While many NFL players are speaking out and taking action right now for social justice and reform, the Panthers player impact committee is organizing operations within the Charlotte area to help others get involved. The Carolina Panthers have posted a really nice article on their website detailing what players have been up to, how they’ve interacted with coaches and owner David Tepper during this time, and what they are doing to help raise awareness. An excerpt:
Linebacker Andre Smith, tight end Chris Manhertz, and defensive end Stephen Weatherly are all black, and have been involved in combating racial injustice in their respective communities. Smith and Manhertz attended Monday’s justice walk in Charlotte, with Smith calling the event “liberating.”
“Going out there for me, it was just like food for my soul,” Smith said. “I felt like I could tweet all these things, I can repost all these things. But actually going out there and doing something physically was just a totally different experience, and I would recommend everyone do it.”
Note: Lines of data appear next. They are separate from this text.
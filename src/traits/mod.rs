//! Trait abstractions for external dependencies.
//!
//! These traits decouple the application from concrete implementations,
//! enabling dependency injection and mocking in tests.

pub mod http;

pub use http::{Headers, HttpClient, HttpError, Response};
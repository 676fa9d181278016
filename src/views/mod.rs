//! Per-route view-models.
//!
//! Each view owns its route-local state and spawns API calls through its
//! [`ViewContext`]. Exactly one view is mounted at a time; the router drops
//! the old one on navigation and bumps the mount generation, which orphans
//! any responses still in flight (see [`crate::app`]).
//!
//! Views never mutate app-level state. Applying a [`ViewEvent`] returns a
//! list of [`Effect`]s that the app interprets (navigation, refreshes,
//! toasts).

mod chat;
mod cheatsheet;
mod lesson;
mod progress;
mod project;
mod quiz;
mod review;
mod skill_detail;
mod skill_picker;

pub use chat::ChatView;
pub use cheatsheet::CheatsheetView;
pub use lesson::{ExerciseState, LessonView};
pub use progress::ProgressView;
pub use project::ProjectView;
pub use quiz::QuizView;
pub use review::ReviewView;
pub use skill_detail::SkillDetailView;
pub use skill_picker::SkillPickerView;

use std::sync::Arc;

use tokio::sync::mpsc;

use crate::api::ApiClient;
use crate::app::messages::{AppMessage, Effect, ViewEvent};
use crate::router::Route;
use crate::storage::Storage;

/// Dependencies handed to every view at mount time.
#[derive(Clone)]
pub struct ViewContext {
    /// Shared API client.
    pub client: Arc<ApiClient>,
    /// Channel back to the event loop.
    pub tx: mpsc::UnboundedSender<AppMessage>,
    /// Mount generation this view belongs to.
    pub generation: u64,
}

impl ViewContext {
    /// Send a view-scoped event tagged with this view's generation.
    pub fn send(&self, event: ViewEvent) {
        let _ = self.tx.send(AppMessage::View {
            generation: self.generation,
            event,
        });
    }
}

/// The currently mounted view.
pub enum View {
    /// Dashboard only reads the app-level snapshot; it keeps selection state.
    Dashboard { selected: usize },
    SkillPicker(SkillPickerView),
    SkillDetail(SkillDetailView),
    Lesson(LessonView),
    Quiz(QuizView),
    Chat(ChatView),
    Review(ReviewView),
    Progress(ProgressView),
    Cheatsheet(CheatsheetView),
    Project(ProjectView),
}

impl View {
    /// Mount the view for a route and kick off its primary load.
    pub fn mount(route: Route, ctx: ViewContext, storage: &Storage) -> View {
        match route {
            Route::Dashboard => View::Dashboard { selected: 0 },
            Route::NewSkill => View::SkillPicker(SkillPickerView::new(ctx)),
            Route::Skill(id) => View::SkillDetail(SkillDetailView::mount(id, ctx)),
            Route::Lesson(id) => View::Lesson(LessonView::mount(id, ctx, storage)),
            Route::Quiz(lesson_id) => View::Quiz(QuizView::mount(lesson_id, ctx)),
            Route::Chat(skill_id) => View::Chat(ChatView::mount(skill_id, ctx)),
            Route::Review => View::Review(ReviewView::mount(ctx)),
            Route::Progress => View::Progress(ProgressView::mount(ctx)),
            Route::Cheatsheet(id) => View::Cheatsheet(CheatsheetView::mount(id, ctx)),
            Route::Project(id) => View::Project(ProjectView::mount(id, ctx)),
        }
    }

    /// Apply a view event, returning effects for the app to run.
    pub fn apply(&mut self, event: ViewEvent, storage: &Storage) -> Vec<Effect> {
        match self {
            View::Dashboard { .. } => Vec::new(),
            View::SkillPicker(view) => view.apply(event),
            View::SkillDetail(view) => view.apply(event),
            View::Lesson(view) => view.apply(event, storage),
            View::Quiz(view) => view.apply(event),
            View::Chat(view) => view.apply(event),
            View::Review(view) => view.apply(event),
            View::Progress(view) => view.apply(event),
            View::Cheatsheet(view) => view.apply(event),
            View::Project(view) => view.apply(event),
        }
    }
}
//! Data models for the Mentor API.
//!
//! All of these are transient client-side state, rehydrated from the server
//! on navigation. Serde defaults are deliberately permissive: the server
//! returns bare database rows and older rows may miss newer columns.

pub mod chat;
pub mod lesson;
pub mod progress;
pub mod project;
pub mod quiz;
pub mod review;
pub mod skill;

pub use chat::{ChatHistory, ChatMessage, ChatReply, ChatRequest, ChatRole};
pub use lesson::{
    Exercise, ExerciseEvaluateRequest, ExerciseEvaluation, ExerciseRunRequest, ExerciseRunResult,
    Explanation, Lesson, LessonContent, LessonFeedback, LessonFeedbackRequest,
    LessonGenerateRequest, LessonSection,
};
pub use progress::{Achievement, ChartData, DailyXp, Progress};
pub use project::{ProjectBrief, ProjectEvaluation, ProjectSubmission, ProjectSubmitRequest};
pub use quiz::{
    Answer, GradeRequest, GradeResult, Question, QuestionType, Quiz, QuizSubmitRequest,
    QuizSubmitResult,
};
pub use review::{Quality, RateRequest, RateResult, ReviewCard, ReviewQueue};
pub use skill::{
    CurriculumPreview, CurriculumTopic, Skill, SkillCreateRequest, SkillCreated, SkillDetail,
    SkillPreviewRequest,
};
//! Message and effect handling for the event loop.

use tracing::{debug, warn};

use crate::models::Achievement;
use crate::notifications::{ToastKind, ACHIEVEMENT_DURATION, TOAST_DURATION};

use super::messages::{AppMessage, Effect};
use super::App;

impl App {
    /// Apply one message from the channel. Refresh results land in arrival
    /// order with no sequencing between overlapping refreshes.
    pub fn handle_message(&mut self, message: AppMessage) {
        match message {
            AppMessage::DashboardRefreshed {
                skills,
                progress,
                review_count,
            } => {
                if let Some(skills) = skills {
                    self.skills = skills;
                }
                if let Some(progress) = progress {
                    self.progress = Some(progress);
                }
                self.review_count = review_count;
                self.mark_dirty();
            }
            AppMessage::NavbarRefreshed {
                progress,
                review_count,
            } => {
                if let Some(progress) = progress {
                    self.progress = Some(progress);
                }
                self.review_count = review_count;
                self.mark_dirty();
            }
            AppMessage::ToastExpired { generation } => {
                self.notifications.expire_toast(generation);
                self.mark_dirty();
            }
            AppMessage::AchievementExpired { generation } => {
                self.notifications.expire_achievement(generation);
                self.mark_dirty();
            }
            AppMessage::View { generation, event } => {
                if generation != self.view_generation {
                    debug!("discarding stale view event from generation {generation}");
                    return;
                }
                let effects = self.view.apply(event, &self.storage);
                self.run_effects(effects);
                self.mark_dirty();
            }
        }
    }

    pub fn run_effects(&mut self, effects: Vec<Effect>) {
        for effect in effects {
            match effect {
                Effect::Navigate(route) => self.navigate(route),
                Effect::RefreshNavbar => self.spawn_navbar_refresh(),
                Effect::Toast { message, kind } => self.show_toast(message, kind),
                Effect::Achievements(achievements) => {
                    for achievement in achievements {
                        self.show_achievement(achievement);
                    }
                }
                Effect::ClearDraft {
                    lesson_id,
                    exercise_index,
                } => {
                    if let Err(e) = self.storage.clear_draft(lesson_id, exercise_index) {
                        warn!("failed to clear exercise draft: {e:?}");
                    }
                }
            }
        }
    }

    /// Show a toast and spawn its expiry timer, tagged with the slot
    /// generation so it cannot clear a newer toast.
    pub fn show_toast(&mut self, message: impl Into<String>, kind: ToastKind) {
        let generation = self.notifications.show_toast(message, kind);
        let tx = self.message_tx.clone();
        tokio::spawn(async move {
            tokio::time::sleep(TOAST_DURATION).await;
            let _ = tx.send(AppMessage::ToastExpired { generation });
        });
        self.mark_dirty();
    }

    pub fn show_achievement(&mut self, achievement: Achievement) {
        let generation = self
            .notifications
            .show_achievement(achievement.name, achievement.description);
        let tx = self.message_tx.clone();
        tokio::spawn(async move {
            tokio::time::sleep(ACHIEVEMENT_DURATION).await;
            let _ = tx.send(AppMessage::AchievementExpired { generation });
        });
        self.mark_dirty();
    }
}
The Panthers writing staff has compiled a lot of information in the post, and I encourage you to visit their site and read more of it there. That said, I feel it important for us to discuss what I consider to be a key point made in the article, that talks about a sudden change in the climate within the league that now players feel they can express themselves.
It’s a stark contrast from a few years ago. Smith admitted back then, he felt like posting certain things in support of social justice could get him in trouble. Weatherly went further on the topic, saying at some points, he felt like he had to choose between either being black or being a football player. And that feeling only changed last year for him as a member of the Vikings, when team ownership — led by Zygi Wilf — expressed a willingness to stand behind players for social justice causes they deemed important.
Smith is obviously referring to the situation regarding the protests of Colin Kaepernick, Eric Reid, and other players around the league. There’s no need to rehash how all of that played out here, we’re all very aware of what happened and how the NFL handled it. The bigger issue is why the league continuously finds itself behind the curve of supporting their players, when the majority of them are people of color.
The Carolina Panthers under David Tepper seem to be one of the leaders in attempting to bridge that gap between the NFL owners and the players, and I’m thankful for that, but I would like to see the league at large be much more proactive in putting the needs of their players first. They have one of the largest media platforms in the world at their disposal, and a collection of people in their players that will command the attention of their regions when they speak. Last night on Twitter, a selection of players released a powerful video demanding the NFL go farther than they currently have to condemn racism and injustice, to apologize for silencing their players in the past on these issues, and to affirm that they believe Black Lives Matter.
These are, without a doubt, very reasonable demands. The NFL should take this step to cross the bridge and meet their players on their level and stand united with them on an issue that they are passionate about. An issue that all human beings should be passionate about. Take a stand, and let your players, your absolute most important asset, know that their lives matter to you.